EXERCISE BRIEF →
Write out exactly the lines from the first line of the records below through the line that contains "#[pymodule]", and stop there.

RECORDS SUPPLIED →
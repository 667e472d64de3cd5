//! Python bindings for the Set engine.
//!
//! # Quick Start
//!
//! ```python
//! import set_engine
//!
//! engine = set_engine.TableEngine(seed=42)
//! found = engine.first_set()
//! if found is not None:
//!     engine.remove_from_table(list(found))
//!     engine.fill_table()
//!
//! features = engine.table_array()  # (12, 4) uint8
//! ```

use pyo3::prelude::*;

mod py_cards;
mod py_game;
mod py_table;

pub use py_cards::*;
pub use py_game::*;
pub use py_table::*;

/// set_engine: rules engine for the card game Set.
#[pymodule]
fn set_engine(m: &Bound<'_, PyModule>) -> PyResult<()> {
    m.add_class::<PyCard>()?;
    m.add_class::<PyTableEngine>()?;
    m.add_class::<PyGameSession>()?;
    Ok(())
}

WRITTEN ANSWER →
repository 667e472d64de3cd5
//! Python bindings for the Set engine.
//!
//! # Quick Start
//!
//! ```python
//! import set_engine
//!
//! engine = set_engine.TableEngine(seed=42)
//! found = engine.first_set()
//! if found is not None:
//!     engine.remove_from_table(list(found))
//!     engine.fill_table()
//!
//! features = engine.table_array()  # (12, 4) uint8
//! ```

use pyo3::prelude::*;

mod py_cards;
mod py_game;
mod py_table;

pub use py_cards::*;
pub use py_game::*;
pub use py_table::*;

/// set_engine: rules engine for the card game Set.
#[pymodule]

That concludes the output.